Kerry Kier

Posted on May 10

I Used Gemma 4 to Simulate an Entire Emergency Command Team -- One Model, Six Roles, Real Doctrine

#devchallenge #gemmachallenge #gemma

Gemma 4 Challenge: Write about Gemma 4 Submission

This is a submission for the Gemma 4 Challenge: Write About Gemma 4

I Built an ICS Tabletop Exercise Simulator with Gemma 4 -- Here's What Actually Happened

Emergency managers face a frustrating reality: the exercises that build the sharpest incident response skills require the most coordination to pull off. A full Incident Command System tabletop exercise means getting an Incident Commander, a Safety Officer, a Public Information Officer, three Section Chiefs, and an Exercise Facilitator all in the same room at the same time. For agencies running lean, that kind of coordination is the bottleneck -- and exercises don't happen as often as they should.

I work in emergency management and I've felt that bottleneck firsthand.
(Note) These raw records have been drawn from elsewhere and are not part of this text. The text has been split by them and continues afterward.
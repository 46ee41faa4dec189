//! Shared models and types
//!
//! Response envelopes used by the web API.

use serde::{Deserialize, Serialize};

/// Standard API response wrapper
///
/// Failures are rendered by `Error`'s `IntoResponse` instead.
#[derive(Debug, Clone, Serialize, Deserialize)]
pub struct ApiResponse<T> {
    pub ok: bool,
    pub data: T,
}

impl<T> ApiResponse<T> {
    pub fn success(data: T) -> Self {
        Self { ok: true, data }
    }
}

/// Health check response
#[derive(Debug, Clone, Serialize, Deserialize)]
pub struct HealthResponse {
    pub status: String,
    pub version: String,
    pub camera_name: String,
    pub monitoring: bool,
    pub visible_codes: usize,
    pub inventory_items: usize,
}

#[cfg(test)]
mod tests {
    use super::*;

    #[test]
    fn test_success_envelope() {
        let json = serde_json::to_value(ApiResponse::success(3)).unwrap();
        assert_eq!(json, serde_json::json!({"ok": true, "data": 3}));
    }
}
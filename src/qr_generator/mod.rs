//! QrGenerator - Item Label Encoding
//!
//! Encodes `{"item_id", "item_name"}` JSON into a PNG QR image that the
//! presence tracker recognizes as item data once printed and shelved.

use crate::error::{Error, Result};
use crate::presence_tracker::ItemQrData;
use base64::Engine;
use image::{DynamicImage, ImageFormat, Luma};
use qrcode::{EcLevel, QrCode};
use serde::{Deserialize, Serialize};
use std::io::Cursor;

/// Minimum rendered edge length in pixels
pub const QR_IMAGE_SIZE: u32 = 256;

/// Generated QR label
#[derive(Debug, Clone, PartialEq, Eq, Serialize, Deserialize)]
pub struct GeneratedQr {
    pub item_id: String,
    pub item_name: String,
    /// Base64 encoded PNG
    pub qr_code: String,
    /// JSON payload encoded into the image
    pub qr_data: String,
    pub format: String,
    /// Rendered edge length in pixels
    pub size: u32,
}

/// Render a QR label for an item
pub fn generate(item: &ItemQrData) -> Result<GeneratedQr> {
    if item.item_id.trim().is_empty() {
        return Err(Error::Validation(
            "item_id is required and must be a non-empty string".to_string(),
        ));
    }
    if item.item_name.trim().is_empty() {
        return Err(Error::Validation(
            "item_name is required and must be a non-empty string".to_string(),
        ));
    }

    let qr_data = serde_json::to_string(item)?;

    let code = QrCode::with_error_correction_level(qr_data.as_bytes(), EcLevel::M)
        .map_err(|e| Error::QrEncode(e.to_string()))?;
    let rendered = code
        .render::<Luma<u8>>()
        .min_dimensions(QR_IMAGE_SIZE, QR_IMAGE_SIZE)
        .build();
    let size = rendered.width();

    let mut png = Vec::new();
    DynamicImage::ImageLuma8(rendered)
        .write_to(&mut Cursor::new(&mut png), ImageFormat::Png)
        .map_err(|e| Error::QrEncode(e.to_string()))?;

    tracing::info!(item_id = %item.item_id, bytes = png.len(), "Generated QR code");

    Ok(GeneratedQr {
        item_id: item.item_id.clone(),
        item_name: item.item_name.clone(),
        qr_code: base64::engine::general_purpose::STANDARD.encode(&png),
        qr_data,
        format: "base64-png".to_string(),
        size,
    })
}
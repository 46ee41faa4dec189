//! Application state
//!
//! Holds all shared components and state

use crate::command_dispatcher::CommandDispatcher;
use crate::config::{env_number, KeeperConfig};
use crate::error::Result;
use crate::inventory_ledger::InventoryLedger;
use crate::presence_tracker::PresenceTracker;
use std::sync::Arc;

/// Application configuration
#[derive(Debug, Clone)]
pub struct AppConfig {
    /// Server host
    pub host: String,
    /// Server port
    pub port: u16,
    /// Tracker / vision service settings
    pub keeper: KeeperConfig,
}

impl AppConfig {
    /// Read server settings and the keeper config from the environment
    pub fn load() -> Result<Self> {
        Ok(Self {
            host: std::env::var("HOST").unwrap_or_else(|_| "0.0.0.0".to_string()),
            port: env_number::<u16>("PORT")?.unwrap_or(8080),
            keeper: KeeperConfig::load()?,
        })
    }

    pub fn bind_addr(&self) -> String {
        format!("{}:{}", self.host, self.port)
    }
}

/// Application state shared across handlers
#[derive(Clone)]
pub struct AppState {
    /// PresenceTracker (debounced QR view)
    pub tracker: Arc<PresenceTracker>,
    /// InventoryLedger (item states)
    pub ledger: Arc<InventoryLedger>,
    /// CommandDispatcher (named actions)
    pub dispatcher: Arc<CommandDispatcher>,
}

impl AppState {
    pub fn new(tracker: Arc<PresenceTracker>, ledger: Arc<InventoryLedger>) -> Self {
        let dispatcher = Arc::new(CommandDispatcher::new(tracker.clone(), ledger.clone()));
        Self {
            tracker,
            ledger,
            dispatcher,
        }
    }
}
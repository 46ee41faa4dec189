//! VisionClient - HTTP adapter for the QR vision service
//!
//! `GET {base_url}/v1/detections?camera={camera_name}` returns
//! `{"detections": [{"label": "...", "bbox": {...}, "confidence": 0.97}]}`.

use super::{Detection, QrDetector};
use crate::error::{Error, Result};
use async_trait::async_trait;
use serde::Deserialize;
use std::time::Duration;

/// Vision service client
pub struct VisionClient {
    client: reqwest::Client,
    base_url: String,
}

#[derive(Debug, Deserialize)]
struct DetectionsResponse {
    #[serde(default)]
    detections: Vec<Detection>,
}

impl VisionClient {
    /// Create new client with a per-request timeout
    pub fn new(base_url: impl Into<String>, timeout: Duration) -> Result<Self> {
        let client = reqwest::Client::builder().timeout(timeout).build()?;
        Ok(Self {
            client,
            base_url: base_url.into().trim_end_matches('/').to_string(),
        })
    }

    pub fn base_url(&self) -> &str {
        &self.base_url
    }

    /// Check vision service health
    pub async fn health_check(&self) -> bool {
        let url = format!("{}/healthz", self.base_url);
        match self.client.get(&url).send().await {
            Ok(resp) => resp.status().is_success(),
            Err(_) => false,
        }
    }
}

#[async_trait]
impl QrDetector for VisionClient {
    async fn detections_from_camera(&self, camera_name: &str) -> Result<Vec<Detection>> {
        let url = format!("{}/v1/detections", self.base_url);
        let resp = self
            .client
            .get(&url)
            .query(&[("camera", camera_name)])
            .send()
            .await
            .map_err(|e| Error::Detector(format!("request failed: {}", e)))?;

        if !resp.status().is_success() {
            return Err(Error::Detector(format!(
                "vision service returned {}",
                resp.status()
            )));
        }

        let body: DetectionsResponse = resp
            .json()
            .await
            .map_err(|e| Error::Detector(format!("invalid response body: {}", e)))?;

        tracing::trace!(
            camera = %camera_name,
            count = body.detections.len(),
            "Detections received"
        );

        Ok(body.detections)
    }
}

#[cfg(test)]
mod tests {
    use super::*;

    #[test]
    fn test_trailing_slash_trimmed() {
        let client = VisionClient::new("http://vision:9000/", Duration::from_secs(1)).unwrap();
        assert_eq!(client.base_url(), "http://vision:9000");
    }

    #[test]
    fn test_response_parsing() {
        let body: DetectionsResponse = serde_json::from_str(
            r#"{"detections":[{"label":"A","bbox":{"x_min":1,"y_min":2,"x_max":3,"y_max":4},"confidence":0.9}]}"#,
        )
        .unwrap();
        assert_eq!(body.detections.len(), 1);
        assert_eq!(body.detections[0].label, "A");
        assert_eq!(body.detections[0].bbox.x_max, 3);
    }

    #[test]
    fn test_empty_response_parsing() {
        let body: DetectionsResponse = serde_json::from_str("{}").unwrap();
        assert!(body.detections.is_empty());
    }

    #[tokio::test]
    async fn test_unreachable_service_is_detector_error() {
        let client =
            VisionClient::new("http://127.0.0.1:9", Duration::from_millis(200)).unwrap();
        let result = client.detections_from_camera("cam").await;
        assert!(matches!(result, Err(Error::Detector(_))));
    }
}
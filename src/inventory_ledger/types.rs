//! Inventory ledger data types

use crate::error::Error;
use chrono::{DateTime, Utc};
use serde::{Deserialize, Serialize};
use std::fmt;
use std::str::FromStr;

/// Item lifecycle state
#[derive(Debug, Clone, Copy, PartialEq, Eq, Hash, Serialize, Deserialize)]
#[serde(rename_all = "snake_case")]
pub enum ItemState {
    /// Item is on the shelf
    OnShelf,
    /// Item has been taken
    CheckedOut,
}

impl ItemState {
    pub fn as_str(&self) -> &'static str {
        match self {
            ItemState::OnShelf => "on_shelf",
            ItemState::CheckedOut => "checked_out",
        }
    }
}

impl fmt::Display for ItemState {
    fn fmt(&self, f: &mut fmt::Formatter<'_>) -> fmt::Result {
        f.write_str(self.as_str())
    }
}

impl FromStr for ItemState {
    type Err = Error;

    fn from_str(s: &str) -> Result<Self, Self::Err> {
        match s {
            "on_shelf" => Ok(ItemState::OnShelf),
            "checked_out" => Ok(ItemState::CheckedOut),
            other => Err(Error::Validation(format!(
                "state must be 'on_shelf' or 'checked_out', got: {}",
                other
            ))),
        }
    }
}

/// Inventory item entity
#[derive(Debug, Clone, PartialEq, Eq, Serialize, Deserialize)]
pub struct InventoryItem {
    pub item_id: String,
    pub item_name: String,
    pub state: ItemState,
    /// Last transition into `on_shelf`
    pub checked_in_at: DateTime<Utc>,
    /// Last transition into `checked_out`; `None` while on the shelf
    #[serde(default, skip_serializing_if = "Option::is_none")]
    pub checked_out_at: Option<DateTime<Utc>>,
}

/// Result of a checkout/return
#[derive(Debug, Clone, PartialEq, Eq, Serialize, Deserialize)]
pub struct StateTransition {
    pub item: InventoryItem,
    pub previous_state: ItemState,
}

/// Inventory listing with counts
#[derive(Debug, Clone, Default, PartialEq, Eq, Serialize, Deserialize)]
pub struct InventorySnapshot {
    /// Items matching the filter, ordered by `item_id`
    pub items: Vec<InventoryItem>,
    /// Number of items returned
    pub total_count: usize,
    /// Ledger-wide counts, independent of the filter
    pub on_shelf_count: usize,
    pub checked_out_count: usize,
}
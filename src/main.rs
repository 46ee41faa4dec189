//! Shelf Keeper - QR presence tracking and shelf inventory
//!
//! Main entry point for the keeper service.

use shelf_keeper::{
    auto_checkin::AutoCheckin,
    detector::VisionClient,
    inventory_ledger::InventoryLedger,
    presence_tracker::PresenceTracker,
    state::{AppConfig, AppState},
    web_api,
};
use std::sync::Arc;
use tower_http::cors::{Any, CorsLayer};
use tower_http::trace::TraceLayer;
use tracing_subscriber::{layer::SubscriberExt, util::SubscriberInitExt};

#[tokio::main]
async fn main() -> anyhow::Result<()> {
    // Load .env if present
    dotenvy::dotenv().ok();

    // Initialize tracing
    tracing_subscriber::registry()
        .with(
            tracing_subscriber::EnvFilter::try_from_default_env()
                .unwrap_or_else(|_| "shelf_keeper=debug,tower_http=info".into()),
        )
        .with(tracing_subscriber::fmt::layer())
        .init();

    tracing::info!("Starting Shelf Keeper v{}", env!("CARGO_PKG_VERSION"));

    // Load configuration
    let config = AppConfig::load()?;
    let settings = config.keeper.tracker_settings()?;
    tracing::info!(
        camera_name = %config.keeper.camera_name,
        qr_vision_service = %config.keeper.qr_vision_service,
        scan_interval_ms = ?settings.scan_interval.map(|d| d.as_millis() as u64),
        grace_period_ms = settings.grace_period.as_millis() as u64,
        auto_checkin = config.keeper.auto_checkin,
        "Configuration loaded"
    );

    // Initialize components
    let detector = Arc::new(VisionClient::new(
        config.keeper.qr_vision_service.clone(),
        config.keeper.detector_timeout(),
    )?);
    if !detector.health_check().await {
        tracing::warn!(
            url = %detector.base_url(),
            "QR vision service not reachable yet; scans will retry"
        );
    }

    let tracker = Arc::new(PresenceTracker::new(
        config.keeper.camera_name.clone(),
        detector,
        settings,
    ));
    tracing::info!("PresenceTracker initialized");

    let ledger = Arc::new(InventoryLedger::new());
    tracing::info!("InventoryLedger initialized");

    let auto_checkin = if config.keeper.auto_checkin {
        Some(AutoCheckin::new(ledger.clone()).spawn(tracker.subscribe()))
    } else {
        None
    };

    tracker.start().await;

    let state = AppState::new(tracker.clone(), ledger);

    let cors = CorsLayer::new()
        .allow_origin(Any)
        .allow_methods(Any)
        .allow_headers(Any);

    let app = web_api::create_router(state)
        .layer(TraceLayer::new_for_http())
        .layer(cors);

    let addr = config.bind_addr();
    let listener = tokio::net::TcpListener::bind(&addr).await?;
    tracing::info!(addr = %addr, "Listening");

    axum::serve(listener, app)
        .with_graceful_shutdown(shutdown_signal())
        .await?;

    tracing::info!("Shutting down");
    tracker.stop().await;
    if let Some(handle) = auto_checkin {
        handle.abort();
    }

    Ok(())
}

async fn shutdown_signal() {
    if let Err(e) = tokio::signal::ctrl_c().await {
        tracing::error!(error = %e, "Failed to listen for shutdown signal");
    }
}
When the Gemma 4 challenge came along, I had a specific problem I wanted to solve: what if a single AI model could simulate an entire ICS organization, so an Emergency Operations Manager could run a realistic tabletop exercise alone, on demand, without coordinating a room full of people?

This is the story of building that system -- what worked, what didn't, and a few things I discovered about Gemma 4 that aren't in any documentation.

Why Gemma 4, and Why the 26B MoE Specifically

The model selection here was deliberate, not default.

The ICS Tabletop Exercise Simulator needs to simultaneously maintain six distinct personas -- each with different authorities, different information access, and different communication rules. The Incident Commander knows what's been reported up the chain. The Planning Section Chief knows resource status. The Safety Officer has unilateral stop-work authority that no other position has. These aren't just personality differences -- they're doctrinal constraints grounded in NIMS 2017 and NQS Position Task Books.

That kind of concurrent multi-role reasoning under constraint is exactly what the Gemma 4 26B MoE architecture is built for. The 26B MoE variant activates only 4B parameters per token while routing through 26B total. For a workload where the model needs to think across six simultaneous personas and enforce different rules for each, that routing efficiency matters more than raw parameter count. A 31B dense model would have higher per-token cost with no meaningful quality advantage for this specific task.

The Gemma 4 family gives you three realistic options depending on your hardware situation:

E2B / E4B -- Edge and mobile class. Runs on a Raspberry Pi or similar. Not enough capacity for six-position concurrent reasoning with hard doctrine constraints.
26B MoE -- This is the one. Efficient, high-throughput, designed for complex reasoning workloads. The right fit for this use case.
31B Dense -- Strongest local performance, but requires server-grade hardware and has higher per-token cost without a meaningful quality advantage for this task.

Access is through the Google AI Studio API (gemma-4-26b-a4b-it), routed through LiteLLM into OpenWebUI. This matches how emergency management agencies and vendors would realistically operate -- API deployment against an open model gives a path to future on-premises deployment without code changes. That was a deliberate architecture decision, not a convenience choice.

The Hardware -- Deliberately Modest

This matters for the emergency management context, so I want to be specific.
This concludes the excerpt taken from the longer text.